__Requirement__. Your answer should be only the lines below from the one with "None if started.elapsed()" to the one with "match run_sound_command(program, args)", repeated exactly, ends included.

Start of Material for the task

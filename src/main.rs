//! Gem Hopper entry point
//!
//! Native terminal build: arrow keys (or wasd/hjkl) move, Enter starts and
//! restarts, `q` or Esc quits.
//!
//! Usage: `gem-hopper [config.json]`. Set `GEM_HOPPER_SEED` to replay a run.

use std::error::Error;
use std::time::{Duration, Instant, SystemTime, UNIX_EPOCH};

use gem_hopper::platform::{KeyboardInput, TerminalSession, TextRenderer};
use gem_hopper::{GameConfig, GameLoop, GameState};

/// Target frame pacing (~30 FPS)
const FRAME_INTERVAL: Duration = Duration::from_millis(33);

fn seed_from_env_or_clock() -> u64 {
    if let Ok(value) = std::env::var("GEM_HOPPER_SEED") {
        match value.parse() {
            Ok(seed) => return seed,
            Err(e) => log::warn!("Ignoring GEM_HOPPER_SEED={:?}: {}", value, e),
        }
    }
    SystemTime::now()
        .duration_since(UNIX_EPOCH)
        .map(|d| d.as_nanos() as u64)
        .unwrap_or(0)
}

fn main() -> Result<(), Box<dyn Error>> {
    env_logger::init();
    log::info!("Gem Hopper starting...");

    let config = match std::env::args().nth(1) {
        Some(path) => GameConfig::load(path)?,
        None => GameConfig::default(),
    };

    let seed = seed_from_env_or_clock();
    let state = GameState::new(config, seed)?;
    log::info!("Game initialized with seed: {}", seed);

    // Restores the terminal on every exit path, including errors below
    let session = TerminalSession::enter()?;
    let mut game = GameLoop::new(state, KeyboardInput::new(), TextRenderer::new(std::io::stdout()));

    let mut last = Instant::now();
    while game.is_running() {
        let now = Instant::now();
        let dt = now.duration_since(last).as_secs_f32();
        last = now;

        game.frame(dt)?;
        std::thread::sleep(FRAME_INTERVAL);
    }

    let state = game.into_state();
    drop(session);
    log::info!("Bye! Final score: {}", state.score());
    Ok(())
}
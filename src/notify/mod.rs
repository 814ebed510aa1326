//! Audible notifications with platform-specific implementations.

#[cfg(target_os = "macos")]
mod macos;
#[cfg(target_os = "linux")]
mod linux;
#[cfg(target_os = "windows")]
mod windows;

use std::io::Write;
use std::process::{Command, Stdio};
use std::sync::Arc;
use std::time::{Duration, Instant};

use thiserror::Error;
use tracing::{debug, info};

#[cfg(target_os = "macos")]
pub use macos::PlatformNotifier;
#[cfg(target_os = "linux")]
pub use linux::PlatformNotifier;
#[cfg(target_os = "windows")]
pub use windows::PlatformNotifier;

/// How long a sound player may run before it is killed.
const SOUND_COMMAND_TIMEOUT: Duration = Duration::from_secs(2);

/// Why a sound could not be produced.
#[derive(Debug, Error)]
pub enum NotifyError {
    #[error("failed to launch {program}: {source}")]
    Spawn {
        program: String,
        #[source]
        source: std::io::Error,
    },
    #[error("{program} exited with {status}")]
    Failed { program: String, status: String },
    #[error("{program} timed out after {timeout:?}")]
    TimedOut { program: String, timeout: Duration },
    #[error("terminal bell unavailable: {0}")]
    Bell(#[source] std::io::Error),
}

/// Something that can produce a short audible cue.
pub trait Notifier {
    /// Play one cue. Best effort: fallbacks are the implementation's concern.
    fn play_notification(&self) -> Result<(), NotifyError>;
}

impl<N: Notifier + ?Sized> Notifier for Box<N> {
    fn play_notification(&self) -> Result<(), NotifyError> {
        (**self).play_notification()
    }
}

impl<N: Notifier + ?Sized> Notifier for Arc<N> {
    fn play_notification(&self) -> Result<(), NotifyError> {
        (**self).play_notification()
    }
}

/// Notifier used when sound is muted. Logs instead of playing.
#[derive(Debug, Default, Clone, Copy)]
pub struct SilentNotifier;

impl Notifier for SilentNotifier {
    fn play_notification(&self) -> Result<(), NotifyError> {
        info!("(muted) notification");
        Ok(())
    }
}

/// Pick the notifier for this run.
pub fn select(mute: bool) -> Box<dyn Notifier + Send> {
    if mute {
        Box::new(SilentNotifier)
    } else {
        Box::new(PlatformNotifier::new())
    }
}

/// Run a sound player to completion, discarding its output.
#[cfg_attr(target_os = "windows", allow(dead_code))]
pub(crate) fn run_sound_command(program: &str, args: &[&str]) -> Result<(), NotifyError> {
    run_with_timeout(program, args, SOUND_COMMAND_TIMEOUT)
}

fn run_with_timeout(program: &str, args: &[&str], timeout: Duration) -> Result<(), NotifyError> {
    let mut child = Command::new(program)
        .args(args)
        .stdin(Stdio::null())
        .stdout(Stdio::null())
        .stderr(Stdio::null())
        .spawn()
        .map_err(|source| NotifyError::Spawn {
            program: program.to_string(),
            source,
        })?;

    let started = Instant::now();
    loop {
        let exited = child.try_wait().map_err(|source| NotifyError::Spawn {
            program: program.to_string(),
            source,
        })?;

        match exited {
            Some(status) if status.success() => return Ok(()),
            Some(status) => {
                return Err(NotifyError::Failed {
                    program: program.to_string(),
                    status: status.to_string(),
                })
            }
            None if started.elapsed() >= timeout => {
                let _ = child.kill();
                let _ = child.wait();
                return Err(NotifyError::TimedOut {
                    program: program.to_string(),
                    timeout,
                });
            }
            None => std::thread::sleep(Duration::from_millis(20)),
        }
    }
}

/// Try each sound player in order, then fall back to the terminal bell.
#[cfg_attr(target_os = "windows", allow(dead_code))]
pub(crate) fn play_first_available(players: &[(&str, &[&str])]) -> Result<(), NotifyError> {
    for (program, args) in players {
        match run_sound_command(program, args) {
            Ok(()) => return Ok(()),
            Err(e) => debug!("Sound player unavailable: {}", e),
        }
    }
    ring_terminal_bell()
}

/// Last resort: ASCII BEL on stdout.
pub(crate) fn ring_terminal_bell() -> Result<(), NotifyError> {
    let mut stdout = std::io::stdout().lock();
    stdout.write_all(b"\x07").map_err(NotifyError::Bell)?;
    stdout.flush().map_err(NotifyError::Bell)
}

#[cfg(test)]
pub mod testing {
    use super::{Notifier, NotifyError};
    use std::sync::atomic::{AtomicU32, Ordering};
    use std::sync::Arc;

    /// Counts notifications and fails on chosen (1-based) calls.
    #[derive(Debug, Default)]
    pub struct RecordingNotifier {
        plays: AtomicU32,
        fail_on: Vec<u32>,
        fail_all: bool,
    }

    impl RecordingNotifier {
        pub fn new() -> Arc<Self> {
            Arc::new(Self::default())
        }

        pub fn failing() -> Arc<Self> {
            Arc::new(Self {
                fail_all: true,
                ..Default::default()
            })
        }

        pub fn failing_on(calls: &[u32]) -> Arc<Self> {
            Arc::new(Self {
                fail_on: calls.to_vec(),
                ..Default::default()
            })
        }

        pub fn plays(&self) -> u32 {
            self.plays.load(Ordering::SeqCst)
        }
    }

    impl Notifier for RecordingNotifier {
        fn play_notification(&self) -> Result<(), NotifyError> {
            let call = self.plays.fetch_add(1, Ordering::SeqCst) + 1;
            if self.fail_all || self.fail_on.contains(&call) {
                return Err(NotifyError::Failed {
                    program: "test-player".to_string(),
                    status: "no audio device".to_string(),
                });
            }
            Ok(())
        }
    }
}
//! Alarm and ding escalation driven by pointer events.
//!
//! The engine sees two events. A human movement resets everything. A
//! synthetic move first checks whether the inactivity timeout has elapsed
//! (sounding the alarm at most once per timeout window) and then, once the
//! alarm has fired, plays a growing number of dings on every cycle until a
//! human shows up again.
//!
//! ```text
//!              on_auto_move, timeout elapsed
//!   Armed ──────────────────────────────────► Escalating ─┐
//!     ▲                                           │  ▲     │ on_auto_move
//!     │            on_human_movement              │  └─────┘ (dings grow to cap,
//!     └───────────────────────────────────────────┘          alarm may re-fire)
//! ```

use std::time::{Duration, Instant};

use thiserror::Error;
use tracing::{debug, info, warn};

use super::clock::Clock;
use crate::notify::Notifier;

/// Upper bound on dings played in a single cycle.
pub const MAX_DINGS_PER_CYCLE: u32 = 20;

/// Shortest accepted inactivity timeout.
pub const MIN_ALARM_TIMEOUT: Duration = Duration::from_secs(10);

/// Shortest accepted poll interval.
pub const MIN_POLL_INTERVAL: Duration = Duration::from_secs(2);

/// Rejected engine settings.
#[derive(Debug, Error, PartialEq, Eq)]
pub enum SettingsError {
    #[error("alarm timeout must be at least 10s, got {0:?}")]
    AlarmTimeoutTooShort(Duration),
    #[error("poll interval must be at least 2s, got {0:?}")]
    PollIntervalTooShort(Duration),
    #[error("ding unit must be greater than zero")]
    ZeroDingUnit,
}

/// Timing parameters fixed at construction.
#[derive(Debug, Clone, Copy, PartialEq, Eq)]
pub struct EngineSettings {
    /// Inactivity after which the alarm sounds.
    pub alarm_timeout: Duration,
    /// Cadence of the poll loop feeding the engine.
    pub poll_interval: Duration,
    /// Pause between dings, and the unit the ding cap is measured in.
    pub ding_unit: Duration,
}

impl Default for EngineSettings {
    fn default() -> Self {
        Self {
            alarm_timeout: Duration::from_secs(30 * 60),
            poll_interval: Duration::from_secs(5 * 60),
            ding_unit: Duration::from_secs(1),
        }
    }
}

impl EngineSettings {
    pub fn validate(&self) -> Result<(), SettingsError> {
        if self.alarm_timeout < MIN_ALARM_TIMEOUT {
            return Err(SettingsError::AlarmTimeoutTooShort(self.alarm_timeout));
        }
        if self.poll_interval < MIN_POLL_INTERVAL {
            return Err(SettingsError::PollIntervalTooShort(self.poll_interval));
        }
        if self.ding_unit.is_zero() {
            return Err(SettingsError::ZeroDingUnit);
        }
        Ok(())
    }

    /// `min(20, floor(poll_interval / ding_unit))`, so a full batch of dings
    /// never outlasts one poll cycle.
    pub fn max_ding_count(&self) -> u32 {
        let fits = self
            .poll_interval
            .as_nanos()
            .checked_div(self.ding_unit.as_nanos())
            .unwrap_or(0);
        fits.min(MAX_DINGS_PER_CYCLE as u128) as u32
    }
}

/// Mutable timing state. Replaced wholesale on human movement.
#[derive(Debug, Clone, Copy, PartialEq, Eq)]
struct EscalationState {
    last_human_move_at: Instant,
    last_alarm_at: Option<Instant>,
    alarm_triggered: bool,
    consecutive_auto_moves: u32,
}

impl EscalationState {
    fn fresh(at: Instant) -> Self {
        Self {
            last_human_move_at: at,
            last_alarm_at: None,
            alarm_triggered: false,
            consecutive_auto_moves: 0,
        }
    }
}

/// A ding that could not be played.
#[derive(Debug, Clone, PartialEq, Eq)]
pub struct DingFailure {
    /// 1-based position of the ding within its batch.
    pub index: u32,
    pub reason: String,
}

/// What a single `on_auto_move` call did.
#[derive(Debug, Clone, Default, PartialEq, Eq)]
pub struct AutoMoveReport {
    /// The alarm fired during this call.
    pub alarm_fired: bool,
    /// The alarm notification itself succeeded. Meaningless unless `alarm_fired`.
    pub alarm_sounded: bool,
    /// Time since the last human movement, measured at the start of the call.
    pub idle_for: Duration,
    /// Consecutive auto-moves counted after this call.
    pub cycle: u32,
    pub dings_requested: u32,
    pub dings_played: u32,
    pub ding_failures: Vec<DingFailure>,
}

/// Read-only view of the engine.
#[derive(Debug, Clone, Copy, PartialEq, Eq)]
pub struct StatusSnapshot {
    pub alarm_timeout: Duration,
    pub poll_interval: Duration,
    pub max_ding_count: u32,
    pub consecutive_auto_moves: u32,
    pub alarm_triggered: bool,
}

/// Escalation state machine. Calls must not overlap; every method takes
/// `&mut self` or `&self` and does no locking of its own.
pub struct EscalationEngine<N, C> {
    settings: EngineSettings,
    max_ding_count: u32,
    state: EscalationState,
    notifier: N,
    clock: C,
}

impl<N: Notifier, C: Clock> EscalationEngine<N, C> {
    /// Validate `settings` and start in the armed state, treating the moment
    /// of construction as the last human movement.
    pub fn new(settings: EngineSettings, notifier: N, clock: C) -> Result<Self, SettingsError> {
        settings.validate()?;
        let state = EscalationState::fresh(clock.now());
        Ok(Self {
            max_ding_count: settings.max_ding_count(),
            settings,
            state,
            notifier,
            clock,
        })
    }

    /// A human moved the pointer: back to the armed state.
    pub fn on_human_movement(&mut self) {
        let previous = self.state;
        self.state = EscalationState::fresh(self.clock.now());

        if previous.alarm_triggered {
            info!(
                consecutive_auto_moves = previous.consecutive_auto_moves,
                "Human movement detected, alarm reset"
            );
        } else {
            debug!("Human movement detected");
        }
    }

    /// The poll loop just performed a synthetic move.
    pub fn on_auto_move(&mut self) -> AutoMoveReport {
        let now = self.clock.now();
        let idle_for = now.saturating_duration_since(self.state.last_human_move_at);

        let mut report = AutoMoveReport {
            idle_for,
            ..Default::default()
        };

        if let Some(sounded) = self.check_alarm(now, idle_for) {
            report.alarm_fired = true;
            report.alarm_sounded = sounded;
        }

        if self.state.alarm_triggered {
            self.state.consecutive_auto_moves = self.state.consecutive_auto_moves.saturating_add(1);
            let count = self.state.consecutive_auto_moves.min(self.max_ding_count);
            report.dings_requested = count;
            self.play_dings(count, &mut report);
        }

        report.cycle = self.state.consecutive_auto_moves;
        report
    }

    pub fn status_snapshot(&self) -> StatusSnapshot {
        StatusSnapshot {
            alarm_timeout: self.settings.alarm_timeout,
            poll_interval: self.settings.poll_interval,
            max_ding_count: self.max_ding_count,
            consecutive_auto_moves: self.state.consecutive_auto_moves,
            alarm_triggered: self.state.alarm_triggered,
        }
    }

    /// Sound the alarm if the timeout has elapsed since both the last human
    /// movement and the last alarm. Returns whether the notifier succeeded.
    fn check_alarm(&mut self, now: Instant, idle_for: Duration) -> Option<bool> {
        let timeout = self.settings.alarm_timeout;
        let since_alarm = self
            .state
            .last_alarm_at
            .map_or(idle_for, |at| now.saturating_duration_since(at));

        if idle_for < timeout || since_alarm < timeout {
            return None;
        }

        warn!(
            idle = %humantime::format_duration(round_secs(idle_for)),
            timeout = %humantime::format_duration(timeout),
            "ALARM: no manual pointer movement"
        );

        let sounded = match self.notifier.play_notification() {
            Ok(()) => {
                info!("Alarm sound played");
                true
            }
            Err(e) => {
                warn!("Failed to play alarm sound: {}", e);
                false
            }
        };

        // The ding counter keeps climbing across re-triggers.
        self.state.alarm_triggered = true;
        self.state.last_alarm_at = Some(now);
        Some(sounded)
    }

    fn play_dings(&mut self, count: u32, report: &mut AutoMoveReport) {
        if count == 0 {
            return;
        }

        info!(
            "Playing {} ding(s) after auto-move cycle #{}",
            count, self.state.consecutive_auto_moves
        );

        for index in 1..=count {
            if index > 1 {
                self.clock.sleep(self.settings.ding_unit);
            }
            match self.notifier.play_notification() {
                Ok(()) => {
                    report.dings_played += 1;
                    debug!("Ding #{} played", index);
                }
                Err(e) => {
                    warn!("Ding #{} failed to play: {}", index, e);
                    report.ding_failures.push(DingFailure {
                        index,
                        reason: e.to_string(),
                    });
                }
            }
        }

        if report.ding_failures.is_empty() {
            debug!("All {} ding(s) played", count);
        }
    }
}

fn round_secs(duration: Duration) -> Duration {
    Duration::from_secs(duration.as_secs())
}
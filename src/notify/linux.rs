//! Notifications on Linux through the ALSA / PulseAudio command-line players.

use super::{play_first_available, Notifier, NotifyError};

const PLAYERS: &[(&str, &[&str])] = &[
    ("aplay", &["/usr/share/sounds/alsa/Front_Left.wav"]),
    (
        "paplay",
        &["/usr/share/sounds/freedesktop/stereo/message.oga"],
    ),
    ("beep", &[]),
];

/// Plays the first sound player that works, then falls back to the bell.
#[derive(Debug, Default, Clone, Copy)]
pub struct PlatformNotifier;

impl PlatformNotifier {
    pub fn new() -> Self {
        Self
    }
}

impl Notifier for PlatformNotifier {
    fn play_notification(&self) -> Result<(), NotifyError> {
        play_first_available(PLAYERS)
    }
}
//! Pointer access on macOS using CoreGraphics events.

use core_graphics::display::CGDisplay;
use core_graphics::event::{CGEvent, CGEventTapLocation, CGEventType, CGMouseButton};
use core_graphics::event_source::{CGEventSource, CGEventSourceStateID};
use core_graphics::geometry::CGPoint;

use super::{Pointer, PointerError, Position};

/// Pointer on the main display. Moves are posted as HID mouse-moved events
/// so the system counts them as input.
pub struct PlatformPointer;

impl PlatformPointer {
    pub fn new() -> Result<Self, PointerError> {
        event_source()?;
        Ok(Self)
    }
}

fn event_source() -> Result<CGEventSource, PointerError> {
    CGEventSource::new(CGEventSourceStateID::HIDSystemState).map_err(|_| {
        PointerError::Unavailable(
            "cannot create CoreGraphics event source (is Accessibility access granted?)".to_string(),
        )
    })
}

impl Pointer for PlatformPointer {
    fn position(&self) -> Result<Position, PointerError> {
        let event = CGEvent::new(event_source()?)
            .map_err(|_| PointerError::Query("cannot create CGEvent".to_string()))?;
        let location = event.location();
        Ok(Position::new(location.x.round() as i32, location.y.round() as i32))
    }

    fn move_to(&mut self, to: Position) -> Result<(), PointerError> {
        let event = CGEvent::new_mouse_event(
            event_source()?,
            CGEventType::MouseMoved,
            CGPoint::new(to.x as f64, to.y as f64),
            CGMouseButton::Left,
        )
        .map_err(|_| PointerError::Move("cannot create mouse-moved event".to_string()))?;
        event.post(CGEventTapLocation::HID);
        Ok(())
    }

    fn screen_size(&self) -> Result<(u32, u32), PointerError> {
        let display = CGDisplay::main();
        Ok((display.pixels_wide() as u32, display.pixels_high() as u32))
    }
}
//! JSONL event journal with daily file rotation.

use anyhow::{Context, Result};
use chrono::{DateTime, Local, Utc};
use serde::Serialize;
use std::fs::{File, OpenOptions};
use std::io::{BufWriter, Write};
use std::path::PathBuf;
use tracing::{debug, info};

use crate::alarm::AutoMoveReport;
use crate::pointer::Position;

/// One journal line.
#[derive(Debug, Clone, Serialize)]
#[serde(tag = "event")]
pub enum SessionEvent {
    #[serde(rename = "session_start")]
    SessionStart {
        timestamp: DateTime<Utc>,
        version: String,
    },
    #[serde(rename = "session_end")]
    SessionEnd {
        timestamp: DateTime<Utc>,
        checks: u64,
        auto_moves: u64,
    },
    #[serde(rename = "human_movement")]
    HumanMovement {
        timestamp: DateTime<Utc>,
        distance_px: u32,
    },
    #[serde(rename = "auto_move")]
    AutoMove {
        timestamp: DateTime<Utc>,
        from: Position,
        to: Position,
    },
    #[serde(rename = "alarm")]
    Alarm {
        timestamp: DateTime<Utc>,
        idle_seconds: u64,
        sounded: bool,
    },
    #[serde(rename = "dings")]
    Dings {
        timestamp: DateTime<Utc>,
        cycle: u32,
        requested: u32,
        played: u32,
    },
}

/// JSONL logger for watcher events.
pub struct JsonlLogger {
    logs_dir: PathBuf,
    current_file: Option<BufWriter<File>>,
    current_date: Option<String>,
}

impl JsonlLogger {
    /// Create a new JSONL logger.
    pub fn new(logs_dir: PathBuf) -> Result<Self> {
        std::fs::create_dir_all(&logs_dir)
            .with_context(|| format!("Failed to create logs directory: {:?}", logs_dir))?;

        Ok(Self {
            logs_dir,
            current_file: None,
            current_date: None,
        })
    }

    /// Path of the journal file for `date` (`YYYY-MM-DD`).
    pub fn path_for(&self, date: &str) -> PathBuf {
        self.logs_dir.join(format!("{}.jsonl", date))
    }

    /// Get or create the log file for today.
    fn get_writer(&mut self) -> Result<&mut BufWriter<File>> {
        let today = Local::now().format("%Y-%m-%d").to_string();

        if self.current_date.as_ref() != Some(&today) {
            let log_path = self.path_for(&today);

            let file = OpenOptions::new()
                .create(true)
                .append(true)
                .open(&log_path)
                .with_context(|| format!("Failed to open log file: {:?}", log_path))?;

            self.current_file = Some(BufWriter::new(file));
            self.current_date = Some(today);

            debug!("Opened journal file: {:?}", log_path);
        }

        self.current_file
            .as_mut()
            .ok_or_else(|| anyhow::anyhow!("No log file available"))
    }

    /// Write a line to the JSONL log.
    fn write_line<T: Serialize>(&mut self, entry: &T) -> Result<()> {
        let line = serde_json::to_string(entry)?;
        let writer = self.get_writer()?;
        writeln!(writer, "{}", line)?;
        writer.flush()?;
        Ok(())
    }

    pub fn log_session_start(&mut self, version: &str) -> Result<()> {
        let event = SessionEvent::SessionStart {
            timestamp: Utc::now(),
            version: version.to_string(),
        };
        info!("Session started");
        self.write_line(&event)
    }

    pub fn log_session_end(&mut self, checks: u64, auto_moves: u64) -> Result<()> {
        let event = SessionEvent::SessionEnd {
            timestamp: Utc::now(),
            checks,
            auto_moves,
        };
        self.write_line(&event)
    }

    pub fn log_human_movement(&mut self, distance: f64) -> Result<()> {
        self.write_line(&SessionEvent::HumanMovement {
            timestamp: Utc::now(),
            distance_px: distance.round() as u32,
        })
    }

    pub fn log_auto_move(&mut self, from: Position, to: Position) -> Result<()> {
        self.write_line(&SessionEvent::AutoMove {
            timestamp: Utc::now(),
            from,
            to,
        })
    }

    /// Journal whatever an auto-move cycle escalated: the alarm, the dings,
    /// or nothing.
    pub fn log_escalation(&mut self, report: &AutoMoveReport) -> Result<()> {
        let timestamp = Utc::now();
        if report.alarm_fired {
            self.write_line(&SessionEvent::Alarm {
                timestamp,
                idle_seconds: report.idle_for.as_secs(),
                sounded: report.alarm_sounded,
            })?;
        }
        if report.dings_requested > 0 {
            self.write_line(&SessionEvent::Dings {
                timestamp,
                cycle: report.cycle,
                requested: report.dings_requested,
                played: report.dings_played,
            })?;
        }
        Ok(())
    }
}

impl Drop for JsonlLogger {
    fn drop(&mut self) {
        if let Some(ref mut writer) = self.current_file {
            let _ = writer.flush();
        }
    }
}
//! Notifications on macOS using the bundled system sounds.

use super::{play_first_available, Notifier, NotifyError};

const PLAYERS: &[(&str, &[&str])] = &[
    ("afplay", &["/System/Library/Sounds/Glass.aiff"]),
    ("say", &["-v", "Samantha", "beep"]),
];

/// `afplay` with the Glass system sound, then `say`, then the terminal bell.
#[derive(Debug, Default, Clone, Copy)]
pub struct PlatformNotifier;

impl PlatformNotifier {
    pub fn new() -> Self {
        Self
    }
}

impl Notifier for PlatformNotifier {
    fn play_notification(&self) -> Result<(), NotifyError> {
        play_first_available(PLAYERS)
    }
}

End of Material for the task

__Your solution__.
            None if started.elapsed() >= timeout => {
                let _ = child.kill();
                let _ = child.wait();
                return Err(NotifyError::TimedOut {
                    program: program.to_string(),
                    timeout,
                });
            }
            None => std::thread::sleep(Duration::from_millis(20)),
        }
    }
}

/// Try each sound player in order, then fall back to the terminal bell.
#[cfg_attr(target_os = "windows", allow(dead_code))]
pub(crate) fn play_first_available(players: &[(&str, &[&str])]) -> Result<(), NotifyError> {
    for (program, args) in players {
        match run_sound_command(program, args) {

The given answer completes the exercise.